2. Inconformado com esta decisão o arguido recorreu para o Tribunal da Relação do Porto que, por acórdão de 5 de Junho de 2002 (fls. 2703 a 2738), negou provimento ao recurso.
3. Novamente inconformado o arguido recorreu para o Supremo Tribunal de Justiça que, por acórdão de 27 de Novembro de 2002 (fls. 2793 a 2807), julgou o recurso improcedente.
4. Desta decisão foi interposto, ao abrigo da alínea b) do nº 1 do art. 70º da LTC, recurso de constitucionalidade, através de um requerimento com o seguinte teor:
'A, arguido/recorrente nos autos à margem referenciados, tendo sido notificado do teor do douto acórdão que negou provimento ao seu recurso, dele pretende interpor recurso para o Tribunal Constitucional ao abrigo da alínea b) do nº 1, do artigo 75º-A da Lei nº 28/82, de 15 de Novembro, na sua actual redacção. Pretende-se ver apreciada a inconstitucionalidade da interpretação dada pelo Colendo Supremo Tribunal de Justiça ao nº 5 do art. 32º da CRP, que consagra o princípio do contraditório, bem como ao nº 1, do mesmo art. 32º, que consagra o princípio de que ao arguido são asseguradas todas as garantias de defesa. In casu, o Colendo Supremo Tribunal a quo, considerou ser admissível e legal a prova alicerçada no que dois agentes da autoridade terão ouvido dizer a dois indivíduos superficialmente apelidados de Tone Segundo e Jaime Dezoito – que não foram ouvidos em qualquer fase do processo – tendo, igualmente, aquele Colendo Supremo Tribunal considerado válido e legítimo o entendimento de que o teor do depoimento de testemunhas ajuramentadas pode ser «corrigido» pelo tribunal, sem que às mesmas tenha sido instaurado qualquer procedimento criminal por falsas declarações. A inconstitucionalidade atrás referida, foi suscitada nas alegações e nas conclusões do recurso interposto para o Colendo Supremo Tribunal'.
5. Na sequência, foi proferida pelo Relator do processo neste Tribunal, ao abrigo do disposto no nº 1 do artigo 78º-A da Lei nº 28/82, de 15 de Novembro, na redacção que lhe foi dada pela Lei nº 13-A/98, de 26 de Fevereiro, decisão sumária no sentido do não conhecimento do objecto do recurso (fls. 2816 a 2818).
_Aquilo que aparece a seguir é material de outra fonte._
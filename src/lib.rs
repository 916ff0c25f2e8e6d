//! Singer tap for the SparkThink GraphQL API.
//!
//! ```text
//!             ┌──────────────┐
//!             │ Authenticator│  cached bearer token, refreshed on expiry
//!             └──────┬───────┘
//!                    │ TokenProvider
//! ┌──────────┐  ┌────▼─────────┐  ┌───────────┐  ┌──────────────┐
//! │ streams  │─▶│ GraphqlClient│◀─│ Paginator │◀─│ FanOut       │
//! │ (data)   │  │ (PageSource) │  │ (cursors) │  │ (project ids)│
//! └──────────┘  └──────────────┘  └───────────┘  └──────┬───────┘
//!                                                       │ post_process
//!                                                ┌──────▼───────┐
//!                                                │ Tap          │──▶ Singer on stdout
//!                                                └──────────────┘
//! ```
//!
//! Streams are declared as data in [`streams`]. The [`Tap`] walks them in
//! order; each stream's partitions are extracted one after another and every
//! page is a single GraphQL round trip.

pub mod auth;
pub mod catalog;
pub mod client;
pub mod config;
pub mod error;
pub mod graphql;
pub mod jsonpath;
pub mod pagination;
pub mod partition;
pub mod post_process;
pub mod retry;
pub mod singer;
pub mod streams;
pub mod tap;

#[cfg(test)]
mod testing;

pub use auth::{Authenticator, Token, TokenProvider};
pub use catalog::Catalog;
pub use client::GraphqlClient;
pub use config::{load_config, FailurePolicy, TapConfig};
pub use error::{Result, TapError};
pub use pagination::{PageSource, Paginator};
pub use partition::Partition;
pub use singer::SingerWriter;
pub use tap::{SyncSummary, Tap};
É o seguinte, na parte decisória, o seu teor:
'Ora, como vai sumariamente ver-se, é manifesto que não pode conhecer-se do objecto do recurso. Nos termos do do artigo 75º-A, nº 1, da Lei do Tribunal Constitucional, o recorrente deve, logo no requerimento de interposição do recurso, indicar a norma cuja constitucionalidade pretende ver apreciada. Ora, sobre este ponto, refere o recorrente naquele requerimento pretender ver apreciada a
'inconstitucionalidade da interpretação dada pelo Colendo Supremo Tribunal de Justiça ao nº 5 do art. 32º da CRP, que consagra o princípio do contraditório, bem como ao nº 1, do mesmo art. 32º, que consagra o princípio de que ao arguido são asseguradas todas as garantias de defesa'. Mas, como é por demais evidente, o recurso de fiscalização concreta da constitucionalidade não tem por objecto a fiscalização da compatibilidade com a Constituição de normas constitucionais, mas a fiscalização da constitucionalidade de normas infraconstitucionais. Nestes termos, e sem necessidade de maiores considerações, torna-se evidente que não pode conhecer-se do objecto do recurso que o recorrente pretendeu interpor'.
6. Inconformado com esta decisão o recorrente apresentou, ao abrigo do disposto no art. 78º-A, nº 3 da LTC, a presente reclamação para a Conferência (fls. 2828 a 2832), alegando, em síntese e para o que agora interessa, que:
'(...)
04 – (...) quer o Colendo Supremo Tribunal, quer o Ex.mo Senhor Conselheiro Relator, não deram cumprimento ao estipulado nos nºs 5 e 6 do art. 75º-A da Lei nº 28/82, de 15 de Novembro.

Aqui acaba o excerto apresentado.